It’s hard to believe “Call Me Maybe” singer Carly Rae Jepsen is 26. The Canadian singer has become known for her fun pop tunes since being discovered by Justin Bieber and today she released her debut album Kiss. As expected, the album doesn’t show Carly taking any major risks, or straying away from the melodies and beats she’s become famous for.
Kiss isn’t lyrically or musically complex, but it’s full of fun, feel-good tracks and that’s exactly what fans have come to expect from the rising star. Carly has recognized what formula works for her and she’s sticking to it and implementing it every chance she gets.
Check out my track-by-track review below and share your thoughts on the album!
Tiny Little Bows – The album starts off with a retro-feeling electronic beat, and Carly Rae singing of being struck by Cupid’s “tiny little bow.” Like her first two hits, it features simple lyrics that allows you to focus on singing along and dancing around carelessly.

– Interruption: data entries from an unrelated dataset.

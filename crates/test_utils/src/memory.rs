//! In-Memory Port Implementations
//!
//! Fake implementations of the billing ports backed by plain collections.
//! Service and HTTP tests run the full computation chain over these without
//! a database.

use std::collections::HashMap;
use std::sync::{Arc, Mutex};

use async_trait::async_trait;
use chrono::NaiveDate;

use core_kernel::{BillingSettings, ClientId, ProjectId};
use domain_billing::{
    invoice_due, BillingContext, BillingLevel, Invoice, InvoiceNumbering, InvoiceStore,
    InvoicingService, PortError, ProjectDirectory, ReadyToInvoice,
};

/// In-memory `ProjectDirectory` seeded with billing contexts
///
/// When built with an invoice store the ready-to-invoice listing consults
/// it for the latest sent date, mirroring what the database adapter joins.
#[derive(Default)]
pub struct InMemoryProjectDirectory {
    contexts: Mutex<HashMap<ProjectId, BillingContext>>,
    invoices: Option<Arc<InMemoryInvoiceStore>>,
}

impl InMemoryProjectDirectory {
    /// Creates an empty directory
    pub fn new() -> Self {
        Self::default()
    }

    /// Creates a directory whose ready listing reads sent dates from `store`
    pub fn with_invoices(store: Arc<InMemoryInvoiceStore>) -> Self {
        Self {
            contexts: Mutex::new(HashMap::new()),
            invoices: Some(store),
        }
    }

    /// Seeds a billing context, keyed by its project id
    pub fn insert(&self, context: BillingContext) {
        self.contexts
            .lock()
            .unwrap()
            .insert(context.project.id, context);
    }
}

#[async_trait]
impl ProjectDirectory for InMemoryProjectDirectory {
    async fn billing_context(&self, id: ProjectId) -> Result<BillingContext, PortError> {
        self.contexts
            .lock()
            .unwrap()
            .get(&id)
            .cloned()
            .ok_or_else(|| PortError::not_found("Project", id))
    }

    async fn ready_to_invoice(&self, today: NaiveDate) -> Result<Vec<ReadyToInvoice>, PortError> {
        let contexts = self.contexts.lock().unwrap();
        let mut ready = Vec::new();

        for context in contexts.values() {
            if !context.project.is_active() {
                continue;
            }
            let Some(details) = context.client.billing_details.as_ref() else {
                continue;
            };
            let last_sent = self
                .invoices
                .as_ref()
                .and_then(|store| store.last_sent_date(context.project.id));

            if invoice_due(last_sent, details.billing_day, today) {
                ready.push(ReadyToInvoice {
                    project_id: context.project.id,
                    project_name: context.project.name.clone(),
                    client_id: context.client.id,
                    client_name: context.client.name.clone(),
                    billing_day: details.billing_day,
                    last_sent_on: last_sent,
                });
            }
        }

        ready.sort_by(|a, b| a.project_name.cmp(&b.project_name));
        Ok(ready)
    }
}

/// In-memory `InvoiceStore`
#[derive(Default)]
pub struct InMemoryInvoiceStore {
    invoices: Mutex<Vec<Invoice>>,
}

impl InMemoryInvoiceStore {
    /// Creates an empty store
    pub fn new() -> Self {
        Self::default()
    }

    /// All recorded invoices, in insertion order
    pub fn all(&self) -> Vec<Invoice> {
        self.invoices.lock().unwrap().clone()
    }

    /// The latest sent date for a project, if any invoice went out
    pub fn last_sent_date(&self, project_id: ProjectId) -> Option<NaiveDate> {
        self.invoices
            .lock()
            .unwrap()
            .iter()
            .filter(|invoice| invoice.project_id == project_id)
            .filter_map(|invoice| invoice.sent_on)
            .max()
    }
}

#[async_trait]
impl InvoiceStore for InMemoryInvoiceStore {
    async fn last_sent(&self, project_id: ProjectId) -> Result<Option<Invoice>, PortError> {
        Ok(self
            .invoices
            .lock()
            .unwrap()
            .iter()
            .filter(|invoice| invoice.project_id == project_id && invoice.sent_on.is_some())
            .max_by_key(|invoice| invoice.sent_on)
            .cloned())
    }

    async fn list_for_project(&self, project_id: ProjectId) -> Result<Vec<Invoice>, PortError> {
        let mut invoices: Vec<Invoice> = self
            .invoices
            .lock()
            .unwrap()
            .iter()
            .filter(|invoice| invoice.project_id == project_id)
            .cloned()
            .collect();
        invoices.sort_by(|a, b| b.created_at.cmp(&a.created_at));
        Ok(invoices)
    }

    async fn record(&self, invoice: &Invoice) -> Result<(), PortError> {
        self.invoices.lock().unwrap().push(invoice.clone());
        Ok(())
    }
}

/// Numbering fake that counts recorded invoices the way the real scheme does
///
/// The sequence is the number of invoices already in the store for the
/// project (or client, at client-level invoicing) plus one, so a preview
/// and the record that follows it agree on the number.
pub struct CountingNumbering {
    store: Arc<InMemoryInvoiceStore>,
    prefix: String,
}

impl CountingNumbering {
    pub fn new(store: Arc<InMemoryInvoiceStore>, prefix: impl Into<String>) -> Self {
        Self {
            store,
            prefix: prefix.into(),
        }
    }
}

#[async_trait]
impl InvoiceNumbering for CountingNumbering {
    async fn next_number(
        &self,
        client_id: ClientId,
        project_id: ProjectId,
        _reference_date: NaiveDate,
        level: BillingLevel,
    ) -> Result<String, PortError> {
        let existing = self
            .store
            .all()
            .iter()
            .filter(|invoice| match level {
                BillingLevel::Project => invoice.project_id == project_id,
                BillingLevel::Client => invoice.client_id == client_id,
            })
            .count();
        Ok(format!("{}/{:04}", self.prefix, existing + 1))
    }
}

/// Wires an `InvoicingService` over fresh in-memory ports
///
/// Returns the service together with the directory (to seed contexts) and
/// the store (to inspect recorded invoices).
pub fn in_memory_service(
    settings: BillingSettings,
) -> (
    InvoicingService,
    Arc<InMemoryProjectDirectory>,
    Arc<InMemoryInvoiceStore>,
) {
    let invoices = Arc::new(InMemoryInvoiceStore::new());
    let directory = Arc::new(InMemoryProjectDirectory::with_invoices(invoices.clone()));
    let numbering = Arc::new(CountingNumbering::new(invoices.clone(), "SP"));
    let service = InvoicingService::new(directory.clone(), invoices.clone(), numbering, settings);
    (service, directory, invoices)
}

#[cfg(test)]
mod tests {
    use super::*;
    use crate::builders::{TestBillingContextBuilder, TestClientBuilder};
    use core_kernel::{Currency, DateRange, Money};
    use rust_decimal_macros::dec;

    fn date(y: i32, m: u32, d: u32) -> NaiveDate {
        NaiveDate::from_ymd_opt(y, m, d).unwrap()
    }

    fn invoice_for(project_id: ProjectId, client_id: ClientId, sent_on: Option<NaiveDate>) -> Invoice {
        let period = DateRange::new(date(2024, 4, 1), date(2024, 4, 30)).unwrap();
        let amount = Money::new(dec!(1000), Currency::INR);
        let mut invoice = Invoice::new(
            project_id,
            client_id,
            "SP/0001",
            period,
            amount,
            Money::zero(Currency::INR),
            Money::zero(Currency::INR),
            amount,
        );
        if let Some(on) = sent_on {
            invoice.mark_sent(on).unwrap();
        }
        invoice
    }

    #[tokio::test]
    async fn test_unknown_project_is_not_found() {
        let directory = InMemoryProjectDirectory::new();
        let err = directory.billing_context(ProjectId::new()).await.unwrap_err();
        assert!(err.is_not_found());
    }

    #[tokio::test]
    async fn test_last_sent_picks_latest_sent_invoice() {
        let store = InMemoryInvoiceStore::new();
        let project_id = ProjectId::new();
        let client_id = ClientId::new();

        store
            .record(&invoice_for(project_id, client_id, Some(date(2024, 3, 1))))
            .await
            .unwrap();
        store
            .record(&invoice_for(project_id, client_id, Some(date(2024, 5, 1))))
            .await
            .unwrap();
        store
            .record(&invoice_for(project_id, client_id, None))
            .await
            .unwrap();

        let last = store.last_sent(project_id).await.unwrap().unwrap();
        assert_eq!(last.sent_on, Some(date(2024, 5, 1)));
        assert_eq!(store.last_sent_date(project_id), Some(date(2024, 5, 1)));
    }

    #[tokio::test]
    async fn test_counting_numbering_follows_the_store() {
        let store = Arc::new(InMemoryInvoiceStore::new());
        let numbering = CountingNumbering::new(store.clone(), "SP");
        let project_id = ProjectId::new();
        let client_id = ClientId::new();

        let first = numbering
            .next_number(client_id, project_id, date(2024, 5, 1), BillingLevel::Project)
            .await
            .unwrap();
        assert_eq!(first, "SP/0001");

        store
            .record(&invoice_for(project_id, client_id, None))
            .await
            .unwrap();
        let second = numbering
            .next_number(client_id, project_id, date(2024, 5, 1), BillingLevel::Project)
            .await
            .unwrap();
        assert_eq!(second, "SP/0002");
    }

    #[tokio::test]
    async fn test_ready_listing_applies_the_due_check() {
        let store = Arc::new(InMemoryInvoiceStore::new());
        let directory = InMemoryProjectDirectory::with_invoices(store.clone());

        let client = TestClientBuilder::new().with_billing_day(10).build();
        let context = TestBillingContextBuilder::new().with_client(client).build();
        let project_id = context.project.id;
        let client_id = context.client.id;
        directory.insert(context);

        // Billing day not reached yet
        let ready = directory.ready_to_invoice(date(2024, 5, 5)).await.unwrap();
        assert!(ready.is_empty());

        // Reached, nothing sent this month
        let ready = directory.ready_to_invoice(date(2024, 5, 15)).await.unwrap();
        assert_eq!(ready.len(), 1);
        assert_eq!(ready[0].project_id, project_id);

        // Already invoiced this month
        store
            .record(&invoice_for(project_id, client_id, Some(date(2024, 5, 12))))
            .await
            .unwrap();
        let ready = directory.ready_to_invoice(date(2024, 5, 15)).await.unwrap();
        assert!(ready.is_empty());
    }
}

This Kiss – “This Kiss” could’ve easily been given to Selena Gomez or one of those new Disney girls. It’s young, and flirty and as her newest single I’m sure it’ll keep her teenage fans pleased and grasping for more.
Call Me Maybe – Carly Rae threw a wish in the well, got Justin Bieber as a fairy godmother, and landed the hugest hit of the summer with “Call Me Maybe.” Carly’s raspy voice, the strings, and irresistible chorus still hasn’t gotten old to me.
Curiosity – “Curiosity” isn’t one of my favorite’s on the album, and melodically it leaves a lot to be desired, but it’s story line of falling for someone unattainable coupled with it’s super repetitive (and slightly annoying) chorus could easily make it one of those songs that gets stuck in your head….even if you don’t want it to.
Good Time ft. Owl City – I didn’t think Carly Rae could have another single as big as “Call Me Maybe,” but then I heard “Good Time.” The synth-infused party tune is seriously sooooo GOOD. Carly’s raspy whoas and ohs mixed with Owl City’s auto-tuned vocals will seriously leave you in the best mood. Even if you dropped your phone in the pool…again.
More Than A Memory – Carly shows off her vulnerable side in “More Than A Memory,” though I doubt this song will be remembered as a standout track to most people. In an album full of catchy hooks and dance-worthy beats “More Than A Memory” falls short.
Turn Me Up – Carly gives up on a failing relationship and goes out to party up in “Turn Me Up.” The song features mellow vocals, compared to the other tracks,and it definitely doesn’t compel me to “turn up,” but it’s cute.
Hurt So Good – Carly Rae makes falling in love with a friend sound like a blast in “Hurt So Good.” “Why you gotta make it hurt so good,” she sings over the electronic beat before erupting into a series of “ays.” Like most of her music, it’s simple, but oh so catchy!
Beautiful ft. Justin Bieber – Bieber joins his signed artist on the acoustic “Beautiful.” It’s a little weird listening to Carly on such a low-key track, but it’s cute. The two artists go back and forth singing to each other on the vulnerable track that’s reminiscent of One Direction’s “What Makes You Beautiful” content wise.
Tonight I’m Gonna Get Over You – Carly plans to dance away the heartbreak in “Tonight I’m Getting Over You,” which is reminiscent of “Around The World,” beat wise. This song is Carly’s attempt at dance music, and thankfully, it’s a complete success.
Guitar String / Wedding Ring – I’m seriously in love with this song. Carly is once again trying to get over an ex, but this time it’s not working. Carly’s becoming desperate and any sign of love from her guy will do. “If you cut a piece of guitar string, I would wear it like it’s a wedding ring,” she sings over and over in her signature raspy voice over the “Call Me Maybe” reminiscent beat.
Your Heart Is A Muscle – Carly Rae shoes off her lower registry in “Your Heart Is A Muscle,” though it doesn’t work too well for her. The sappy song is sure to make teenagers swoon, but it’s honestly nothing special.
Drive – If “Drive” was on any other album it’d probably be a standout track, but on an album full of catchy hooks and infectious beats the carefree tune just blends in.
Wrong Feels SO Right – As if Carly Rae’s voice isn’t high enough, the singer speeds it up for “Wrong Feel So Right.” Chipmunk Carly is actually quite addicting, though, and the synthetic beat feels oh so right! Seriously. If you don’t find it extremely annoying, you’ll love it!
Sweetie – Carly dreams of being a guy’s “sweetie” and refers to him as the “eighth world wonder” in the next to last song on Kiss. I don’t like it, but again, I could see 12-year-olds eating this up!